David BrainerdIt is just 160 years ago since David Brainerd was born in a part of N. America which was called New England, because the first settlers who came from old England landed and lived there. What a different place America was in 1718 to what it is in 1879 [when this was written]. There were no railways, no steamers, no telegraphs—most of the country was covered with woods and swamps—and Indians [native Americans] wandered about where there are now busy towns, and thickly scattered farms and villages.

When Brainerd was a little boy about seven years old, he says he first began to think about his soul; but he made a great mistake about religion, which I am afraid many other people have done both before and since. He did not see what a happy thing it is to have God for our Father, and the Lord Jesus to be our Saviour, and how glad and bright a true Christian should be, because his sins have been forgiven, and the Holy Spirit has come to him to abide with him. And so poor little David found it was very hard and very dull work trying to make himself good. When he was twenty years old God showed him his mistake, and then he found out that he was only a lost sinner, and could do nothing to help himself. He became very sad till he saw how the Lord Jesus had borne his sins on the cross, and then he wondered "that he should ever have thought of any other way of salvation, and had not dropped his own contrivances and complied with this lovely, blessed, and excellent way before."

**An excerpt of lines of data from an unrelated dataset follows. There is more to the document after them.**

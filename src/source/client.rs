//! HTTP client for the oFraud reports API.
//!
//! Wraps the admin endpoints used by the console: listing, reading,
//! updating and deleting reports, managing report comments, and working
//! the help-request queue.

use crate::analysis::ReportFilter;
use crate::models::{
    CreateCommentRequest, HelpRequest, Report, ReportComment, RespondHelpRequest,
    UpdateReportRequest,
};
use reqwest::{RequestBuilder, StatusCode};
use serde::de::DeserializeOwned;
use std::time::Duration;
use thiserror::Error;
use tracing::{debug, info, warn};

/// Errors returned by the reports API client.
#[derive(Debug, Error)]
pub enum SourceError {
    #[error("request timed out after {0}s")]
    Timeout(u64),

    #[error("cannot connect to reports API at {0}. Is the backend running?")]
    Connect(String),

    #[error("reports API error {status}: {body}")]
    Status { status: StatusCode, body: String },

    #[error("failed to decode API response: {0}")]
    Decode(String),

    #[error("failed to send request: {0}")]
    Request(String),

    #[error("invalid client configuration: {0}")]
    Config(String),
}

/// Connection settings for the reports API.
#[derive(Debug, Clone)]
pub struct ClientConfig {
    pub base_url: String,
    /// Bearer token sent with every request.
    pub token: Option<String>,
    pub timeout_seconds: u64,
}

/// Client for the reports endpoints.
pub struct ReportsClient {
    config: ClientConfig,
    http_client: reqwest::Client,
}

impl ReportsClient {
    /// Create a new client.
    pub fn new(config: ClientConfig) -> Result<Self, SourceError> {
        let http_client = reqwest::Client::builder()
            .timeout(Duration::from_secs(config.timeout_seconds))
            .build()
            .map_err(|e| SourceError::Config(e.to_string()))?;

        debug!("Reports client targeting {}", config.base_url);
        Ok(Self {
            config,
            http_client,
        })
    }

    fn endpoint(&self, path: &str) -> String {
        format!("{}{}", self.config.base_url.trim_end_matches('/'), path)
    }

    fn authorize(&self, request: RequestBuilder) -> RequestBuilder {
        match self.config.token {
            Some(ref token) => request.bearer_auth(token),
            None => request,
        }
    }

    fn map_send_error(&self, e: reqwest::Error) -> SourceError {
        if e.is_timeout() {
            SourceError::Timeout(self.config.timeout_seconds)
        } else if e.is_connect() {
            SourceError::Connect(self.config.base_url.clone())
        } else {
            SourceError::Request(e.to_string())
        }
    }

    async fn execute(&self, request: RequestBuilder) -> Result<reqwest::Response, SourceError> {
        let response = self
            .authorize(request)
            .send()
            .await
            .map_err(|e| self.map_send_error(e))?;

        if !response.status().is_success() {
            let status = response.status();
            let body = response.text().await.unwrap_or_default();
            return Err(SourceError::Status { status, body });
        }

        Ok(response)
    }

    async fn fetch<T: DeserializeOwned>(&self, request: RequestBuilder) -> Result<T, SourceError> {
        self.execute(request)
            .await?
            .json()
            .await
            .map_err(|e| SourceError::Decode(e.to_string()))
    }

    /// Fetch every report visible to an administrator.
    ///
    /// Category, status and date criteria are forwarded to the API; the id
    /// criterion is left to the caller.
    pub async fn list_all(&self, filter: &ReportFilter) -> Result<Vec<Report>, SourceError> {
        let request = self
            .http_client
            .get(self.endpoint("/reports/admin/all"))
            .query(&filter.query_params());

        // The API answers `null` when there is nothing to list.
        let reports: Option<Vec<Report>> = self.fetch(request).await?;
        let reports = reports.unwrap_or_default();
        info!("Fetched {} reports", reports.len());
        Ok(reports)
    }

    /// Like [`list_all`](Self::list_all), but degrades to an empty list when the
    /// API cannot be reached, so the dashboard still renders.
    pub async fn list_all_or_empty(&self, filter: &ReportFilter) -> Vec<Report> {
        match self.list_all(filter).await {
            Ok(reports) => reports,
            Err(e) => {
                warn!("Error fetching reports, continuing with none: {}", e);
                Vec::new()
            }
        }
    }

    /// Fetch a single report.
    pub async fn get(&self, id: i64) -> Result<Report, SourceError> {
        let request = self.http_client.get(self.endpoint(&format!("/reports/{}", id)));
        self.fetch(request).await
    }

    /// Update a report through the admin endpoint.
    pub async fn update(&self, id: i64, update: &UpdateReportRequest) -> Result<Report, SourceError> {
        debug!("Updating report {}: {:?}", id, update);
        let request = self
            .http_client
            .put(self.endpoint(&format!("/reports/admin/{}", id)))
            .json(update);
        self.fetch(request).await
    }

    /// Delete a report.
    pub async fn delete(&self, id: i64) -> Result<(), SourceError> {
        let request = self
            .http_client
            .delete(self.endpoint(&format!("/reports/{}", id)));
        self.execute(request).await?;
        Ok(())
    }

    /// List the comments attached to a report.
    pub async fn comments(&self, report_id: i64) -> Result<Vec<ReportComment>, SourceError> {
        let request = self
            .http_client
            .get(self.endpoint(&format!("/reports/{}/comments", report_id)));
        self.fetch(request).await
    }

    /// Attach a comment to a report.
    pub async fn add_comment(
        &self,
        report_id: i64,
        comment: &CreateCommentRequest,
    ) -> Result<ReportComment, SourceError> {
        let request = self
            .http_client
            .post(self.endpoint(&format!("/reports/{}/comments", report_id)))
            .json(comment);
        self.fetch(request).await
    }

    /// Replace the text and visibility of an existing comment.
    pub async fn update_comment(
        &self,
        comment_id: i64,
        comment: &CreateCommentRequest,
    ) -> Result<ReportComment, SourceError> {
        let request = self
            .http_client
            .put(self.endpoint(&format!("/reports/comments/{}", comment_id)))
            .json(comment);
        self.fetch(request).await
    }

    /// Delete a comment.
    pub async fn delete_comment(&self, comment_id: i64) -> Result<(), SourceError> {
        let request = self
            .http_client
            .delete(self.endpoint(&format!("/reports/comments/{}", comment_id)));
        self.execute(request).await?;
        Ok(())
    }

    /// List help requests, either all of them or only the pending ones.
    pub async fn help_requests(&self, pending_only: bool) -> Result<Vec<HelpRequest>, SourceError> {
        let path = if pending_only {
            "/help-requests/admin/pending"
        } else {
            "/help-requests/admin/all"
        };
        let requests: Option<Vec<HelpRequest>> =
            self.fetch(self.http_client.get(self.endpoint(path))).await?;
        let requests = requests.unwrap_or_default();
        info!("Fetched {} help requests", requests.len());
        Ok(requests)
    }

    pub async fn help_request(&self, id: i64) -> Result<HelpRequest, SourceError> {
        let request = self
            .http_client
            .get(self.endpoint(&format!("/help-requests/{}", id)));
        self.fetch(request).await
    }

    /// Claim a help request for the authenticated administrator.
    pub async fn assign_help_request(&self, id: i64) -> Result<HelpRequest, SourceError> {
        let request = self
            .http_client
            .patch(self.endpoint(&format!("/help-requests/{}/assign", id)));
        self.fetch(request).await
    }

    /// Answer a help request and move it to a new status.
    pub async fn respond_help_request(
        &self,
        id: i64,
        response: &RespondHelpRequest,
    ) -> Result<HelpRequest, SourceError> {
        debug!("Responding to help request {} with status {}", id, response.status);
        let request = self
            .http_client
            .patch(self.endpoint(&format!("/help-requests/{}/respond", id)))
            .json(response);
        self.fetch(request).await
    }
}

#[cfg(test)]
mod tests {
    use super::*;

    fn unreachable_client() -> ReportsClient {
        ReportsClient::new(ClientConfig {
            // Port 1 is reserved and refuses connections on loopback.
            base_url: "http://127.0.0.1:1/".to_string(),
            token: Some("secret".to_string()),
            timeout_seconds: 5,
        })
        .unwrap()
    }

    #[test]
    fn test_endpoint_joins_paths() {
        let client = unreachable_client();
        assert_eq!(
            client.endpoint("/reports/admin/all"),
            "http://127.0.0.1:1/reports/admin/all"
        );
    }

    #[test]
    fn test_connect_failure_is_reported() {
        let client = unreachable_client();
        let err = tokio_test::block_on(client.get(7)).unwrap_err();
        assert!(matches!(err, SourceError::Connect(_)), "got {:?}", err);
    }

    #[test]
    fn test_list_all_or_empty_falls_back() {
        let client = unreachable_client();
        let reports = tokio_test::block_on(client.list_all_or_empty(&ReportFilter::default()));
        assert!(reports.is_empty());
    }

    #[test]
    fn test_help_and_comment_calls_report_connect_errors() {
        let client = unreachable_client();
        let err = tokio_test::block_on(client.help_requests(true)).unwrap_err();
        assert!(matches!(err, SourceError::Connect(_)), "got {:?}", err);
        let err = tokio_test::block_on(client.delete_comment(3)).unwrap_err();
        assert!(matches!(err, SourceError::Connect(_)), "got {:?}", err);
    }

    #[test]
    fn test_status_error_message() {
        let err = SourceError::Status {
            status: StatusCode::UNAUTHORIZED,
            body: "invalid token".to_string(),
        };
        assert_eq!(
            err.to_string(),
            "reports API error 401 Unauthorized: invalid token"
        );
    }
}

Soon after this he began to study for the ministry, and it was not long before his mind turned to the heathen. He used to write down in a diary a great many of his thoughts and feelings, and from this we are able to see how God led and prepared His servant. One day about this time, he says,—

"This morning the Lord was pleased to lift up the light of His countenance upon me in secret prayer, and made the season very precious to my soul, and though I have been so depressed of late respecting my hopes of future serviceableness in the cause of God; yet now I had much encouragement respecting that matter. I was especially assisted to intercede and plead for poor souls and for the enlargement of Christ's kingdom in the world, and for special grace for myself, to fit me for special services...I thought I wanted not the favour of man to lean upon; for I knew Christ's favour was infinitely better, and that it was no matter when, nor where, nor how Christ should send me, nor what trials He should still exercise me with, if I might but be prepared for His work and will."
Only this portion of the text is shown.